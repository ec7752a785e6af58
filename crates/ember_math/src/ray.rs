use crate::{Point3, Vec3};

/// A ray in 3D space with an origin and a direction.
///
/// The direction is not necessarily normalized; `at(t)` walks `t` lengths
/// of it from the origin.
#[derive(Debug, Copy, Clone, PartialEq)]
pub struct Ray {
    origin: Point3,
    direction: Vec3,
}

impl Ray {
    /// Create a new ray.
    #[inline]
    pub fn new(origin: Point3, direction: Vec3) -> Self {
        Self { origin, direction }
    }

    /// Get the origin point of the ray.
    #[inline]
    pub fn origin(&self) -> Point3 {
        self.origin
    }

    /// Get the direction vector of the ray.
    #[inline]
    pub fn direction(&self) -> Vec3 {
        self.direction
    }

    /// Get the point along the ray at parameter t.
    ///
    /// Returns: origin + t * direction
    #[inline]
    pub fn at(&self, t: f64) -> Point3 {
        self.origin + t * self.direction
    }
}

impl Default for Ray {
    fn default() -> Self {
        Self {
            origin: Point3::ZERO,
            direction: Vec3::NEG_Z,
        }
    }
}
++++++
Exercise:
Quote, word for word, every line starting at the one that contains "point of the ray." and ending with the final line of the entries.

Expected output:
    /// Get the origin point of the ray.
    #[inline]
    pub fn origin(&self) -> Point3 {
        self.origin
    }

    /// Get the direction vector of the ray.
    #[inline]
    pub fn direction(&self) -> Vec3 {
        self.direction
    }

    /// Get the point along the ray at parameter t.
    ///
    /// Returns: origin + t * direction
    #[inline]
    pub fn at(&self, t: f64) -> Point3 {
        self.origin + t * self.direction
    }
}

impl Default for Ray {
    fn default() -> Self {
        Self {
            origin: Point3::ZERO,
            direction: Vec3::NEG_Z,
        }
    }
}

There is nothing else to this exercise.